Smartphones get a pretty bad rap, and not without reason. We tap away at our phones instead of talking to our friends, sleep with them instead of people, and miss crucial life moments while staring into screens.
But in a recent study conducted by New York Magazine, every demographic surveyed -- from the “W’Burg Hipsters” to “Playground Parents” -- said their smartphones brought them more more joy than anxiety.
So, is your smartphone good or evil? It all depends on how you use it. Here are seven ways to use your smartphone to make you happier.
Remember the days when you had to pick up the phone if you wanted to know how your friend's day was? Your smartphone can do that too. Firing texts back and forth may seem sufficient, but Sherry Turkle, an MIT psychologist, has found that we “cheat” our relationships when we text instead of call.
“The complexity and messiness of human communication gets shortchanged,” Turkle said, according to Time. “Those things are what lead to better relationships.”
Better yet, FaceTime.
If you’re calling more than texting you’re already doing well -- as Jeffrey Kluger writes in Time, Americans between 18-29 send and receive about 88 texts versus making 17 phone calls per day -- but FaceTime and Skype are even better options.

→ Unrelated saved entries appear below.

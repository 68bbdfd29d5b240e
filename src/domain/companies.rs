use chrono::{DateTime, Utc};
use serde::{Deserialize, Serialize};
use std::collections::BTreeMap;
use uuid::Uuid;

/// User role within a company
#[derive(Debug, Clone, Copy, Serialize, Deserialize, PartialEq, Eq, Default)]
#[serde(rename_all = "snake_case")]
pub enum UserRole {
    Admin,
    Estimator,
    #[default]
    Member,
}

impl UserRole {
    pub fn as_str(&self) -> &'static str {
        match self {
            Self::Admin => "admin",
            Self::Estimator => "estimator",
            Self::Member => "member",
        }
    }

    pub fn parse(s: &str) -> Self {
        match s {
            "admin" => Self::Admin,
            "estimator" => Self::Estimator,
            _ => Self::Member,
        }
    }
}

/// Response DTO for a company profile
#[derive(Debug, Clone, Serialize)]
pub struct CompanyResponse {
    pub id: Uuid,
    pub name: String,
    pub address: Option<String>,
    pub city: Option<String>,
    pub state: Option<String>,
    pub zip: Option<String>,
    pub phone: Option<String>,
    pub email: Option<String>,
    pub website: Option<String>,
    pub created_at: DateTime<Utc>,
    pub updated_at: DateTime<Utc>,
}

/// Request DTO for updating a company profile
#[derive(Debug, Clone, Deserialize)]
pub struct UpdateCompanyRequest {
    #[serde(default)]
    pub name: Option<String>,
    #[serde(default)]
    pub address: Option<String>,
    #[serde(default)]
    pub city: Option<String>,
    #[serde(default)]
    pub state: Option<String>,
    #[serde(default)]
    pub zip: Option<String>,
    #[serde(default)]
    pub phone: Option<String>,
    #[serde(default)]
    pub email: Option<String>,
    #[serde(default)]
    pub website: Option<String>,
}

/// Overhead settings stored in `company_rates.overhead_json`
#[derive(Debug, Clone, Default, Serialize, Deserialize, PartialEq)]
pub struct OverheadConfig {
    /// Percent of direct cost
    #[serde(default, alias = "base_overhead_percent")]
    pub percentage: Option<f64>,
}

/// Margin settings stored in `company_rates.margin_json`
#[derive(Debug, Clone, Default, Serialize, Deserialize, PartialEq)]
pub struct MarginConfig {
    /// Percent of direct cost plus overhead
    #[serde(default, alias = "default_percentage")]
    pub profit_margin_target: Option<f64>,

    /// Subtotal threshold (as a decimal string key) to percentage points taken off profit
    #[serde(default)]
    pub volume_discount_tiers: BTreeMap<String, f64>,
}

/// Company rate card used by the estimator
#[derive(Debug, Clone, Default, Serialize, Deserialize, PartialEq)]
pub struct CompanyRates {
    /// Trade name to hourly labor rate
    #[serde(default)]
    pub labor_rates: BTreeMap<String, f64>,
    /// Equipment name to hourly rate
    #[serde(default)]
    pub equipment_rates: BTreeMap<String, f64>,
    #[serde(default)]
    pub overhead: OverheadConfig,
    #[serde(default)]
    pub margin: MarginConfig,
    #[serde(default)]
    pub sales_tax_percent: Option<f64>,
}

impl CompanyRates {
    /// Reject negative rates and out-of-range percentages.
    pub fn validate(&self) -> Result<(), String> {
        if let Some((trade, _)) = self.labor_rates.iter().find(|(_, r)| **r < 0.0) {
            return Err(format!("Labor rate for '{}' must not be negative", trade));
        }
        if let Some((name, _)) = self.equipment_rates.iter().find(|(_, r)| **r < 0.0) {
            return Err(format!("Equipment rate for '{}' must not be negative", name));
        }
        let percentages = [
            ("overhead.percentage", self.overhead.percentage),
            ("margin.profit_margin_target", self.margin.profit_margin_target),
            ("sales_tax_percent", self.sales_tax_percent),
        ];
        for (field, value) in percentages {
            if let Some(v) = value {
                if !(0.0..=100.0).contains(&v) {
                    return Err(format!("{} must be between 0 and 100", field));
                }
            }
        }
        for (threshold, discount) in &self.margin.volume_discount_tiers {
            if threshold.trim().parse::<f64>().is_err() {
                return Err(format!("Volume discount threshold '{}' is not a number", threshold));
            }
            if *discount < 0.0 {
                return Err("Volume discounts must not be negative".to_string());
            }
        }
        Ok(())
    }
}

/// Response DTO for company rates
#[derive(Debug, Clone, Serialize)]
pub struct CompanyRatesResponse {
    pub company_id: Uuid,
    #[serde(flatten)]
    pub rates: CompanyRates,
    pub updated_at: DateTime<Utc>,
}

#[cfg(test)]
mod tests {
    use super::*;

    #[test]
    fn rates_accept_legacy_key_names() {
        let rates: CompanyRates = serde_json::from_value(serde_json::json!({
            "overhead": { "base_overhead_percent": 12.0 },
            "margin": { "default_percentage": 8.0, "volume_discount_tiers": { "100000": 2.0 } }
        }))
        .unwrap();
        assert_eq!(rates.overhead.percentage, Some(12.0));
        assert_eq!(rates.margin.profit_margin_target, Some(8.0));
        assert_eq!(rates.margin.volume_discount_tiers.get("100000"), Some(&2.0));
        assert!(rates.validate().is_ok());
    }

    #[test]
    fn rates_validation() {
        let mut rates = CompanyRates::default();
        rates.labor_rates.insert("carpenter".into(), -1.0);
        assert!(rates.validate().is_err());

        let mut rates = CompanyRates::default();
        rates.sales_tax_percent = Some(120.0);
        assert!(rates.validate().is_err());

        let mut rates = CompanyRates::default();
        rates
            .margin
            .volume_discount_tiers
            .insert("lots".into(), 1.0);
        assert!(rates.validate().is_err());
    }
}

Studies show that we need close relationships to be happy, and although actually spending time with another person is the best way to forge a real connection, being able to seeing that person’s face on a screen is a close second.
Download happy apps.
Sure, there are a bunch of time-wasting apps out there -- looking at you, Angry Birds -- but apps can also increase the quality of your life. Although we highly recommend escorting your devices out of the bedroom every night, if you insist on keeping your phone around, try downloading a sleep app.
Other suggestions include Embark and MetroNap, which can help ease the stress of your commute (and help you get more sleep), and Yelp and OpenTable. Hey, it always helps to have the opinions of others when it comes to monumental life decisions ... like where to eat lunch. Don’t forget about Google Maps either -- it always feels a little better to know where you’re going.
Use your smartphone to get fit.
Everyone has fitness goals, and your smartphone can help you get there faster. Using fitness apps can help you improve your exercise regimen, which will produce more endorphins, the happy chemical our brains release during exercise.
Take a “microbreak.”
There’s no question that spending all day on your smartphone will lead to a pretty unproductive day, but one study found that taking short breaks -- adding up to about 20 minutes total -- with your smartphone during the workday can make you happier.
"We found that employees can recover from some of their stress to refresh their minds and take a break," said Sooyeol Kim, a doctoral student at Kansas State University.
Let your Smartphone teach you how to meditate.
Are you one of those people who just can't seem to meditate, no matter how hard you try? With the large number of meditation apps out there, you may finally be able to enjoy meditation's many benefits.
Allow social media to make you happier.
Scrolling through your Facebook feed for hours feeling jealous of everyone’s lives definitely isn’t healthy, but studies suggest that social media can also boost your happiness.
In fact, Cornell professor Jeff Hancock found that students felt “more loved and worthy” after visiting their Facebook profiles than they did during traditional self-affirmation exercises. So as long as you’re not overdoing it, you can start viewing your social media apps as friends instead of enemies.
To take it to the next level, download Happier, an app that not only helps you express gratitude more regularly but connects you with a positive, supportive community.
Hey, there’s a reason the “W’burg Hipsters,” “Playground Parents” and more said their phones brought them joy. When used in the right way, smartphones are a fun way to pass a few free minutes, make your life easier and, yes, connect with people.